RogerBW's Blog

The Sins of the Wolf, Anne Perry 18 May 2019

1994 mystery, fifth in Perry's William Monk series (Victorian investigation). Hester Latterly takes a job escorting an elderly lady by the overnight train from Edinburgh to London, making sure she takes her medicine on time. In the morning, her charge is dead, and soon enough Hester is charged with her murder.

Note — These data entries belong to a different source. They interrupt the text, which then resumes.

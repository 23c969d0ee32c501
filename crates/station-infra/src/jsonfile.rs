//! JSON-file agent registry implementation.
//!
//! The whole registry is one JSON document (`{"agents": [...]}`) replaced
//! wholesale on every mutation. A single process-wide mutex is held across
//! each full read-modify-write cycle -- correctness over throughput, since
//! agent counts are small.
//!
//! Persistence is crash-atomic: the new state is serialized to a sibling
//! `.tmp` file and renamed over the durable path, so a crash mid-write
//! leaves the prior state intact and a reader can never observe a partial
//! record.

use std::path::{Path, PathBuf};

use chrono::{DateTime, Utc};
use serde::{Deserialize, Serialize};
use station_core::repository::agent::AgentStore;
use station_types::agent::{Agent, AgentStatus};
use station_types::error::RegistryError;
use tokio::sync::Mutex;

/// Durable file layout.
#[derive(Debug, Default, Serialize, Deserialize)]
struct RegistryDocument {
    agents: Vec<Agent>,
}

/// File-backed implementation of `AgentStore`.
pub struct JsonFileAgentStore {
    path: PathBuf,
    lock: Mutex<()>,
}

impl JsonFileAgentStore {
    /// Open (and if necessary seed) the registry file at `path`.
    ///
    /// Parent directories are created; a missing file is initialized to an
    /// empty document so a fresh deployment starts clean.
    pub async fn open(path: impl Into<PathBuf>) -> Result<Self, RegistryError> {
        let path = path.into();
        if let Some(parent) = path.parent() {
            if !parent.as_os_str().is_empty() {
                tokio::fs::create_dir_all(parent).await?;
            }
        }

        let store = Self {
            path,
            lock: Mutex::new(()),
        };
        if tokio::fs::try_exists(&store.path).await.unwrap_or(false) {
            return Ok(store);
        }
        store.write_document(&RegistryDocument::default()).await?;
        Ok(store)
    }

    pub fn path(&self) -> &Path {
        &self.path
    }

    /// Read the durable document, degrading to empty on any failure.
    ///
    /// A missing or corrupt file means "no agents yet", never an error --
    /// callers of `list` must keep working through storage trouble.
    async fn read_document(&self) -> RegistryDocument {
        let bytes = match tokio::fs::read(&self.path).await {
            Ok(bytes) => bytes,
            Err(err) if err.kind() == std::io::ErrorKind::NotFound => {
                return RegistryDocument::default();
            }
            Err(err) => {
                tracing::warn!(path = %self.path.display(), error = %err, "registry unreadable, treating as empty");
                return RegistryDocument::default();
            }
        };

        match serde_json::from_slice(&bytes) {
            Ok(document) => document,
            Err(err) => {
                tracing::warn!(path = %self.path.display(), error = %err, "registry corrupt, treating as empty");
                RegistryDocument::default()
            }
        }
    }

    /// Atomically replace the durable document.
    async fn write_document(&self, document: &RegistryDocument) -> Result<(), RegistryError> {
        let bytes = serde_json::to_vec_pretty(document)
            .map_err(|e| RegistryError::Encode(e.to_string()))?;

        let mut tmp_path = self.path.as_os_str().to_owned();
        tmp_path.push(".tmp");
        let tmp_path = PathBuf::from(tmp_path);

        tokio::fs::write(&tmp_path, &bytes).await?;
        tokio::fs::rename(&tmp_path, &self.path).await?;
        Ok(())
    }
}

impl AgentStore for JsonFileAgentStore {
    async fn list(&self) -> Result<Vec<Agent>, RegistryError> {
        let _guard = self.lock.lock().await;
        Ok(self.read_document().await.agents)
    }

    async fn upsert(&self, agent: Agent) -> Result<Agent, RegistryError> {
        let _guard = self.lock.lock().await;
        let mut document = self.read_document().await;

        let stored = match document.agents.iter_mut().find(|a| a.id == agent.id) {
            Some(existing) => {
                // Re-registration refreshes identity fields only; liveness
                // state is owned by set_status.
                existing.name = agent.name;
                existing.endpoint = agent.endpoint;
                existing.clone()
            }
            None => {
                document.agents.push(agent.clone());
                agent
            }
        };

        self.write_document(&document).await?;
        Ok(stored)
    }

    async fn set_status(
        &self,
        id: &str,
        status: AgentStatus,
        observed_at: Option<DateTime<Utc>>,
    ) -> Result<Option<Agent>, RegistryError> {
        let _guard = self.lock.lock().await;
        let mut document = self.read_document().await;

        let Some(agent) = document.agents.iter_mut().find(|a| a.id == id) else {
            return Ok(None);
        };
        if agent.status == status {
            // Same status observed again: suppressed, even when the
            // timestamp differs. This is the event-dedup contract.
            return Ok(None);
        }

        agent.status = status;
        agent.last_seen_at = observed_at;
        let updated = agent.clone();

        self.write_document(&document).await?;
        Ok(Some(updated))
    }
}

#[cfg(test)]
mod tests {
    use super::*;

    async fn open_store(dir: &tempfile::TempDir) -> JsonFileAgentStore {
        JsonFileAgentStore::open(dir.path().join("data").join("agents.json"))
            .await
            .unwrap()
    }

    #[tokio::test]
    async fn open_seeds_an_empty_document() {
        let dir = tempfile::tempdir().unwrap();
        let store = open_store(&dir).await;

        let raw = tokio::fs::read_to_string(store.path()).await.unwrap();
        let parsed: serde_json::Value = serde_json::from_str(&raw).unwrap();
        assert_eq!(parsed["agents"], serde_json::json!([]));
        assert!(store.list().await.unwrap().is_empty());
    }

    #[tokio::test]
    async fn upsert_inserts_and_lists() {
        let dir = tempfile::tempdir().unwrap();
        let store = open_store(&dir).await;

        let stored = store
            .upsert(Agent::new("a1", "Worker1", "http://localhost:9001"))
            .await
            .unwrap();
        assert_eq!(stored.status, AgentStatus::Inactive);

        let agents = store.list().await.unwrap();
        assert_eq!(agents.len(), 1);
        assert_eq!(agents[0].id, "a1");
    }

    #[tokio::test]
    async fn upsert_twice_keeps_one_record_with_latest_fields() {
        let dir = tempfile::tempdir().unwrap();
        let store = open_store(&dir).await;

        store
            .upsert(Agent::new("a1", "Worker1", "http://localhost:9001"))
            .await
            .unwrap();
        store
            .upsert(Agent::new("a1", "Worker1-renamed", "http://localhost:9002"))
            .await
            .unwrap();

        let agents = store.list().await.unwrap();
        assert_eq!(agents.len(), 1);
        assert_eq!(agents[0].name, "Worker1-renamed");
        assert_eq!(agents[0].endpoint, "http://localhost:9002");
    }

    #[tokio::test]
    async fn reregistration_preserves_status_and_last_seen() {
        let dir = tempfile::tempdir().unwrap();
        let store = open_store(&dir).await;
        let seen = Utc::now();

        store
            .upsert(Agent::new("a1", "Worker1", "http://localhost:9001"))
            .await
            .unwrap();
        store
            .set_status("a1", AgentStatus::Active, Some(seen))
            .await
            .unwrap()
            .unwrap();

        let stored = store
            .upsert(Agent::new("a1", "Renamed", "http://localhost:9002"))
            .await
            .unwrap();

        assert_eq!(stored.name, "Renamed");
        assert_eq!(stored.status, AgentStatus::Active);
        assert_eq!(stored.last_seen_at, Some(seen));
    }

    #[tokio::test]
    async fn set_status_on_unknown_id_is_a_noop() {
        let dir = tempfile::tempdir().unwrap();
        let store = open_store(&dir).await;

        let result = store
            .set_status("ghost", AgentStatus::Active, Some(Utc::now()))
            .await
            .unwrap();
        assert!(result.is_none());
    }

    #[tokio::test]
    async fn set_status_same_status_is_suppressed_and_keeps_timestamp() {
        let dir = tempfile::tempdir().unwrap();
        let store = open_store(&dir).await;
        let first = Utc::now();

        store
            .upsert(Agent::new("a1", "Worker1", "http://localhost:9001"))
            .await
            .unwrap();
        store
            .set_status("a1", AgentStatus::Active, Some(first))
            .await
            .unwrap()
            .unwrap();

        // Same status with a newer timestamp: still suppressed.
        let later = first + chrono::Duration::seconds(30);
        let result = store
            .set_status("a1", AgentStatus::Active, Some(later))
            .await
            .unwrap();
        assert!(result.is_none());

        let agents = store.list().await.unwrap();
        assert_eq!(agents[0].last_seen_at, Some(first));
    }

    #[tokio::test]
    async fn set_status_transition_updates_and_persists() {
        let dir = tempfile::tempdir().unwrap();
        let store = open_store(&dir).await;
        let seen = Utc::now();

        store
            .upsert(Agent::new("a1", "Worker1", "http://localhost:9001"))
            .await
            .unwrap();
        let updated = store
            .set_status("a1", AgentStatus::Active, Some(seen))
            .await
            .unwrap()
            .unwrap();
        assert_eq!(updated.status, AgentStatus::Active);
        assert_eq!(updated.last_seen_at, Some(seen));

        // A fresh store over the same file sees the persisted state.
        let reopened = JsonFileAgentStore::open(store.path().to_path_buf())
            .await
            .unwrap();
        let agents = reopened.list().await.unwrap();
        assert_eq!(agents[0].status, AgentStatus::Active);
        assert_eq!(agents[0].last_seen_at, Some(seen));
    }

    #[tokio::test]
    async fn going_inactive_keeps_the_prior_last_seen() {
        let dir = tempfile::tempdir().unwrap();
        let store = open_store(&dir).await;
        let seen = Utc::now();

        store
            .upsert(Agent::new("a1", "Worker1", "http://localhost:9001"))
            .await
            .unwrap();
        store
            .set_status("a1", AgentStatus::Active, Some(seen))
            .await
            .unwrap();

        // The monitor passes the previously recorded timestamp on failure.
        let updated = store
            .set_status("a1", AgentStatus::Inactive, Some(seen))
            .await
            .unwrap()
            .unwrap();
        assert_eq!(updated.status, AgentStatus::Inactive);
        assert_eq!(updated.last_seen_at, Some(seen));
    }

    #[tokio::test]
    async fn corrupt_file_degrades_to_empty() {
        let dir = tempfile::tempdir().unwrap();
        let path = dir.path().join("agents.json");
        tokio::fs::write(&path, b"{not json at all").await.unwrap();

        let store = JsonFileAgentStore::open(&path).await.unwrap();
        assert!(store.list().await.unwrap().is_empty());

        // A mutation through the store replaces the corrupt state cleanly.
        store
            .upsert(Agent::new("a1", "Worker1", "http://localhost:9001"))
            .await
            .unwrap();
        assert_eq!(store.list().await.unwrap().len(), 1);
    }

    #[tokio::test]
    async fn writes_leave_no_temp_file_behind() {
        let dir = tempfile::tempdir().unwrap();
        let store = open_store(&dir).await;

        store
            .upsert(Agent::new("a1", "Worker1", "http://localhost:9001"))
            .await
            .unwrap();

        let mut tmp = store.path().as_os_str().to_owned();
        tmp.push(".tmp");
        assert!(!tokio::fs::try_exists(PathBuf::from(tmp)).await.unwrap());
    }
}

These books have often been a bit on the slow side, but this was the one that was too slow for me. Once Hester discovers in her own luggage a valuable and recognisable piece of jewellery belonging to the old woman, it is entirely obvious from diegetic evidence not only what is going on (someone has set Hester up to look like a thief and murderess) but why (in order to prevent the woman from telling whatever she was going to tell her married daughter whom she was visiting in London). But that's a small fraction of the way through the book, and the supposedly intelligent Latterly, Monk and Rathbone flail about for altogether too long completely failing even to think of either part of the solution.

I like the characters, but they've all dealt with murder before, so they come off as stupid and unthinking by taking so long even to consider what might have been going on. And of course there are more courtroom theatrics, which I find dull even when they're authentic, which Perry's aren't. Hester is in prison for much of the book, meaning that we don't get her approach to investigation, which is usually the most enjoyable part.

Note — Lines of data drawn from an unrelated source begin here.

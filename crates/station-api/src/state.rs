//! Application state wiring all services together.
//!
//! AppState holds the concrete service instances used by the HTTP layer,
//! the CLI, and the liveness monitor. Core services are generic over store
//! traits, but AppState pins them to the concrete infra implementations.
//! Everything is constructed once at process start and shared by handle --
//! no ambient global lookup anywhere.

use std::sync::Arc;

use station_core::chat::ChatService;
use station_core::hub::NotificationHub;
use station_infra::chatlog::JsonlChatLog;
use station_infra::jsonfile::JsonFileAgentStore;
use station_types::config::StationConfig;

/// Concrete type alias for the chat service pinned to the JSONL log.
pub type ConcreteChatService = ChatService<JsonlChatLog>;

/// Shared application state holding all services.
#[derive(Clone)]
pub struct AppState {
    pub store: Arc<JsonFileAgentStore>,
    pub hub: Arc<NotificationHub>,
    pub chat_service: Arc<ConcreteChatService>,
    pub config: StationConfig,
}

impl AppState {
    /// Initialize the application state: open stores, wire services.
    pub async fn init(config: StationConfig) -> anyhow::Result<Self> {
        let store = Arc::new(JsonFileAgentStore::open(&config.data_file).await?);
        let hub = Arc::new(NotificationHub::new());

        let chat_log = JsonlChatLog::open(&config.chat_log_file).await?;
        let chat_service = Arc::new(ChatService::new(chat_log, hub.clone()));

        Ok(Self {
            store,
            hub,
            chat_service,
            config,
        })
    }
}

The setting of Edinburgh feels well-observed, but this is an author who can write

they could find a hansom to take them from Tottenham Court Road west across the city towards the Inns of Court and Vere Street, where Oliver Rathbone had his office

although the Inns of Court are distinctly east from Tottenham Court Road; the chambers have previously been described as "Vere Street, just off Lincoln's Inn Fields". I was willing to countenance a made-up street, though there seems no particularly good reason to have done it even in 1994 when research was harder, but an error of this sort suggests not only sloppy writing but sloppy proofing too. If the book had been more engaging I might not even have noticed, but alas it really wasn't.

Followed by Cain His Brother, but this one has quite put me off the series.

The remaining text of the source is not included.